EXERCISE GOAL:
Copy out the lines below that hold the word "simulated".

[Entries taken from a collection]
.....

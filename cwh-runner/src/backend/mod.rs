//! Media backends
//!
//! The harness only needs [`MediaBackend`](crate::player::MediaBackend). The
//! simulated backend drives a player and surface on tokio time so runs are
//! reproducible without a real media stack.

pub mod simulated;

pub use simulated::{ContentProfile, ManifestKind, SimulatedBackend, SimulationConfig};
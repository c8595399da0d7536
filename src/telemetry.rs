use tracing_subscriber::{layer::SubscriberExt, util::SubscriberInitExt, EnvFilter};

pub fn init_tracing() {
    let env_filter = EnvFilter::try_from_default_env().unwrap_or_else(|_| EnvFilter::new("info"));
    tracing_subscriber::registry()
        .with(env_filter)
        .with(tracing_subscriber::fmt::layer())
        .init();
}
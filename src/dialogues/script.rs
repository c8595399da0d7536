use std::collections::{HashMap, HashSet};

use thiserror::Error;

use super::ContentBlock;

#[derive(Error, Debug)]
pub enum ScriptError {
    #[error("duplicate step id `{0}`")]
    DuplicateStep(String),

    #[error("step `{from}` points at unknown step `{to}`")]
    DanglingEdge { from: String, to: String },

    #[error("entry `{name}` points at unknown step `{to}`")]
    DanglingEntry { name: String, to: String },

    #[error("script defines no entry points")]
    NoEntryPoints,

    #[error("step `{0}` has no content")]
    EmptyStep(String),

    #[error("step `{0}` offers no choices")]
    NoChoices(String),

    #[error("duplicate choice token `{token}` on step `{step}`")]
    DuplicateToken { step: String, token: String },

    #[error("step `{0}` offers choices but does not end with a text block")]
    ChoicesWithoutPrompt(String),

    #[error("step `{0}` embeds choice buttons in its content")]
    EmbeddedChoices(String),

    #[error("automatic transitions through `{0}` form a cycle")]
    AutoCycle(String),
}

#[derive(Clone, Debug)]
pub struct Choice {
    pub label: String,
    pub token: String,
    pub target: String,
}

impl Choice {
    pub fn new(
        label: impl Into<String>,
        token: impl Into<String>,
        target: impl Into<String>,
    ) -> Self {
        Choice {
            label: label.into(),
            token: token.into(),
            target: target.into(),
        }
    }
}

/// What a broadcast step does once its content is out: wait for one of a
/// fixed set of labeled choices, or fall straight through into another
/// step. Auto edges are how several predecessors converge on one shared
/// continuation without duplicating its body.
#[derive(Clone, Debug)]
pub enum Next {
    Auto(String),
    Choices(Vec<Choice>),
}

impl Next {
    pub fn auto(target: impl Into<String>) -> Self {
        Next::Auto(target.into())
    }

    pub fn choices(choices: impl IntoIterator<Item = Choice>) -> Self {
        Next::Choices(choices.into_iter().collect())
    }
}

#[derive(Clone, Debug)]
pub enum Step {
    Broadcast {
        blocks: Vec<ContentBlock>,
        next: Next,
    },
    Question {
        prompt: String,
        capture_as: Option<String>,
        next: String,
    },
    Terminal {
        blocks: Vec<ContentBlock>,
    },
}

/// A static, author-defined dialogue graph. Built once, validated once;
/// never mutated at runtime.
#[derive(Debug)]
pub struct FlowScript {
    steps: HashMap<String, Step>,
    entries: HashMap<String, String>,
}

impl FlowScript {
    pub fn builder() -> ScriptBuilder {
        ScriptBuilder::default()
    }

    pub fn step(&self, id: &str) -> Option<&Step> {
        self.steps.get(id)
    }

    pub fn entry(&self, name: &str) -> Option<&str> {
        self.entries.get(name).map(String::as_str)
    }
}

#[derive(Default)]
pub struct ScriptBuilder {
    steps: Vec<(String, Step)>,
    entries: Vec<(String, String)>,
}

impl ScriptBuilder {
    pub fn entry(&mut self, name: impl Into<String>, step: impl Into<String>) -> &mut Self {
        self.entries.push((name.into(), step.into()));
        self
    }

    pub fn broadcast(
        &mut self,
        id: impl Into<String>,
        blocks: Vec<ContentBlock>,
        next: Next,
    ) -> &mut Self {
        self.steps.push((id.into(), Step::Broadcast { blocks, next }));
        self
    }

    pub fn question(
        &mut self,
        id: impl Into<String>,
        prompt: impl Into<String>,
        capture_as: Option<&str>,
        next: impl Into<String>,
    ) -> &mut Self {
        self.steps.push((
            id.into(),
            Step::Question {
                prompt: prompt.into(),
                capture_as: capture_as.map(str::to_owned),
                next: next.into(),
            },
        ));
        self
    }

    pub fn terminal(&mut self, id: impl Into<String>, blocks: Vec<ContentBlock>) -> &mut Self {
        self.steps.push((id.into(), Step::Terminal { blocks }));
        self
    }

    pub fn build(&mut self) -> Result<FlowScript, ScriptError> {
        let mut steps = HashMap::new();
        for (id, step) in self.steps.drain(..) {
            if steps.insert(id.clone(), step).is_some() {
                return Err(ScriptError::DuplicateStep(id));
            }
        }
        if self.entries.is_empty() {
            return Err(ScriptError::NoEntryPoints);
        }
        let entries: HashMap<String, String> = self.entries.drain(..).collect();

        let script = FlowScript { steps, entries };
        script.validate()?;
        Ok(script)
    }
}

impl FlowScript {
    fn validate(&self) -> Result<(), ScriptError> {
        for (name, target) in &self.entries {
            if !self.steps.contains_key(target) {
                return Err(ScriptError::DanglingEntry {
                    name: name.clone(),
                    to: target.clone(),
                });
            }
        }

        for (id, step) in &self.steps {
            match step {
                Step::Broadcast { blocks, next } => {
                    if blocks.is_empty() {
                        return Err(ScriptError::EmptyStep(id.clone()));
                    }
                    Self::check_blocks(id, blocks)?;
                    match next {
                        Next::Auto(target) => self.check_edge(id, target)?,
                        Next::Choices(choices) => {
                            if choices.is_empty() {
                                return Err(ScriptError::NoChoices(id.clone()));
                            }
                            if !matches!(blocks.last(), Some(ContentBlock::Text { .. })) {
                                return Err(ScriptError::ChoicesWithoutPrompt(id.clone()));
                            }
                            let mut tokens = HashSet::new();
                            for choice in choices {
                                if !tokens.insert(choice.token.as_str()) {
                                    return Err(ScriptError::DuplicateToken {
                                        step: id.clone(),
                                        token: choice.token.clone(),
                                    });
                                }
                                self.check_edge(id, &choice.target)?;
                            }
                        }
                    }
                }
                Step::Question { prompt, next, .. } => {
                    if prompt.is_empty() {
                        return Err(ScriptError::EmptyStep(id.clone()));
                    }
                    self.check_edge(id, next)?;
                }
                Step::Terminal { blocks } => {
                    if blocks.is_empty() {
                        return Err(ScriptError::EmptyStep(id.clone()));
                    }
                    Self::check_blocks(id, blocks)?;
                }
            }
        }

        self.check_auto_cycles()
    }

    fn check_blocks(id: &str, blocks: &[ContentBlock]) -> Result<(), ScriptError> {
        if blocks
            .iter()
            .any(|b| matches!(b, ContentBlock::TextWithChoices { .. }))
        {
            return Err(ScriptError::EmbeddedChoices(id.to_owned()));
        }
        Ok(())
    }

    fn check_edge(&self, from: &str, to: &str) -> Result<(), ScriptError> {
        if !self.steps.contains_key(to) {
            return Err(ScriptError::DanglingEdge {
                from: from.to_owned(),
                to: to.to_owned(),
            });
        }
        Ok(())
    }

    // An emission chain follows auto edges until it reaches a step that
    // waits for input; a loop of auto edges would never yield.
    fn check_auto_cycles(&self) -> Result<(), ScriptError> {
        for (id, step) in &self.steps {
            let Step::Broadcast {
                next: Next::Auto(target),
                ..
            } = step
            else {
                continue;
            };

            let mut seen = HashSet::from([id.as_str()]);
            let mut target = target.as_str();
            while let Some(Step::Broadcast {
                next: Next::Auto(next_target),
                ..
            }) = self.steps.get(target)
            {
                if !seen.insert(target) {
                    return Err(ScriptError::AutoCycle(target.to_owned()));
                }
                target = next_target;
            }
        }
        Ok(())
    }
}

.....

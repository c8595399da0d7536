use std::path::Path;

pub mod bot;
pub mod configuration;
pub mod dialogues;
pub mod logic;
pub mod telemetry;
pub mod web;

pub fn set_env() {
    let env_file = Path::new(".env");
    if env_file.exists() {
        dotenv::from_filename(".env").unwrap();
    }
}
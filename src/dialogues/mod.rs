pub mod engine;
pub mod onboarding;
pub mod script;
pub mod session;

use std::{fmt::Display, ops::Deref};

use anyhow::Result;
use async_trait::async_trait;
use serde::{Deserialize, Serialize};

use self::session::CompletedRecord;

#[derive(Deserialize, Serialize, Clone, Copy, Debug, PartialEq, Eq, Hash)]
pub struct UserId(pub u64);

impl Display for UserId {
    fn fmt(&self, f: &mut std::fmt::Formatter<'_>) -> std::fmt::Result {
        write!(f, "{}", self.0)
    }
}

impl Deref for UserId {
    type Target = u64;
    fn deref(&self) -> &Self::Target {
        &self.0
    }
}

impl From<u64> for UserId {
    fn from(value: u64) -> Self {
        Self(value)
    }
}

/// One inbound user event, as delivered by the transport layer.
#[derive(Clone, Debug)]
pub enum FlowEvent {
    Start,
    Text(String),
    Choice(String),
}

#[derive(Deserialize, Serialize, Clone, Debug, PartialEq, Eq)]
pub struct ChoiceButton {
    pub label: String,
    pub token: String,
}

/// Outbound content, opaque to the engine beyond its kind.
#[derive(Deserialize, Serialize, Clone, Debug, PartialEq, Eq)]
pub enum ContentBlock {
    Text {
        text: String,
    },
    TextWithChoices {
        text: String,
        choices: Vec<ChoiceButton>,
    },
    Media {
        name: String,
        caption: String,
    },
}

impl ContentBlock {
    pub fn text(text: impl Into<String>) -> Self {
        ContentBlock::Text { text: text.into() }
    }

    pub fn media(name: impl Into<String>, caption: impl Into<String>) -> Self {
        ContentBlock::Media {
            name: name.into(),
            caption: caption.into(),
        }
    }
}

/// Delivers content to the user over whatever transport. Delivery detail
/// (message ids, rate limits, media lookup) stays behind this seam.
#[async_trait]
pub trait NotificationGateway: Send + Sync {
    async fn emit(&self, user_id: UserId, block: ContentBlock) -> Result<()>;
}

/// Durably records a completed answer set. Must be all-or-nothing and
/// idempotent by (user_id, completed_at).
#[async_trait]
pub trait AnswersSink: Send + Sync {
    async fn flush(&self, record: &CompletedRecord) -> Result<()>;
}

.....

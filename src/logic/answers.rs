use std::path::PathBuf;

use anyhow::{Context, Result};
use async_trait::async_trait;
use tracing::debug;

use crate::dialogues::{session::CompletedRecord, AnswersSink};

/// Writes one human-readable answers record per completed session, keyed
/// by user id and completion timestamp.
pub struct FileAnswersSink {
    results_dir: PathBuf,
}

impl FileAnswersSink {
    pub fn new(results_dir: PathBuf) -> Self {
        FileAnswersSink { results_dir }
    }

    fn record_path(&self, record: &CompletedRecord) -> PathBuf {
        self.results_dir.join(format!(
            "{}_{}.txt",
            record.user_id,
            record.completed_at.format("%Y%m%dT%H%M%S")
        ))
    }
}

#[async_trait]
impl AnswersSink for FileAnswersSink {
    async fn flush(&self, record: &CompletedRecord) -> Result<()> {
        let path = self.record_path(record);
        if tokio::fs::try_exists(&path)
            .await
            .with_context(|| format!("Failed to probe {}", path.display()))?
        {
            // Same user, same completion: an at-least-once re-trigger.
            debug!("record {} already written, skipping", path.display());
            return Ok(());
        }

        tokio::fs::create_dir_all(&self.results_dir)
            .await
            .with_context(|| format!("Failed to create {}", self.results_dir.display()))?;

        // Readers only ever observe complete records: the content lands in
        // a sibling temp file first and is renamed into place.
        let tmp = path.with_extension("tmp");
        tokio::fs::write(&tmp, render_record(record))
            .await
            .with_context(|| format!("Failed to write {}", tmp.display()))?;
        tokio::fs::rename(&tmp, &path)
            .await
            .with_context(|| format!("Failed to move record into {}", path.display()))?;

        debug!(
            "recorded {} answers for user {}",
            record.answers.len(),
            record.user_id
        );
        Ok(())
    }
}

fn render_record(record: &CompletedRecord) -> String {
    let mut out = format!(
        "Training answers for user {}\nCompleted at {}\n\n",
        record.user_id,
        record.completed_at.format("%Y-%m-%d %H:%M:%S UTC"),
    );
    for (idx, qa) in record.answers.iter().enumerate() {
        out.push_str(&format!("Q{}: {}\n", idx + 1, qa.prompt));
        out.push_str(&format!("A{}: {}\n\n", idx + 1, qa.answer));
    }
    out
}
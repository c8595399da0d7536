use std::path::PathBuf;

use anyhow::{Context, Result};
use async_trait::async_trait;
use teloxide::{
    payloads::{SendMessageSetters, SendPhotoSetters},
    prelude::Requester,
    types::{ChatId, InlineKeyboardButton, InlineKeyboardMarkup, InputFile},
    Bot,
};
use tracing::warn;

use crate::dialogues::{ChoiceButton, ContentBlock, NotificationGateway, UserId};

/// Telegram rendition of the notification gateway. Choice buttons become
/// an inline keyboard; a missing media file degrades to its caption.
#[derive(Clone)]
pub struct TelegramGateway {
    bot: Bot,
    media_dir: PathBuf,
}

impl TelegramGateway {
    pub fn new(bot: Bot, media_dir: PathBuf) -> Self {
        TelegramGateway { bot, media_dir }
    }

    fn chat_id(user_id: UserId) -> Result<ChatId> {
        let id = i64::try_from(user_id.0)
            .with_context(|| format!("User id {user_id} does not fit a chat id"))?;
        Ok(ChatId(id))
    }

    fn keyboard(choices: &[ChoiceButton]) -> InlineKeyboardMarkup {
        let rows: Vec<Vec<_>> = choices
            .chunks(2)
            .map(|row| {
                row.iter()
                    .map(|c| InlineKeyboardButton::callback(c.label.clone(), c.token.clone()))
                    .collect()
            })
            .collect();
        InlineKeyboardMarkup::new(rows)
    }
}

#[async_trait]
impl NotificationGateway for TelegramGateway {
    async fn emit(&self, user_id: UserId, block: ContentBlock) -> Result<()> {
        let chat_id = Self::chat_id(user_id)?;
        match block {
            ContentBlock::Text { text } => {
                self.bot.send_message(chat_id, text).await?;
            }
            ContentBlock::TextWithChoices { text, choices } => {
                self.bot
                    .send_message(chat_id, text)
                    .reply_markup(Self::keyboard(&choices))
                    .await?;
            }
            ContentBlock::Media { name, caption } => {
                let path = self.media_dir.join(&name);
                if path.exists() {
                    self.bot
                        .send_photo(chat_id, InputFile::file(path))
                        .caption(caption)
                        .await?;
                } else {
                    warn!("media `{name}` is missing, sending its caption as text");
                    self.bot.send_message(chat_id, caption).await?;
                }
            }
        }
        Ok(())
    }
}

.....

ANSWER TO THIS TASK:
//! simulated backend drives a player and surface on tokio time so runs are
pub mod simulated;
pub use simulated::{ContentProfile, ManifestKind, SimulatedBackend, SimulationConfig};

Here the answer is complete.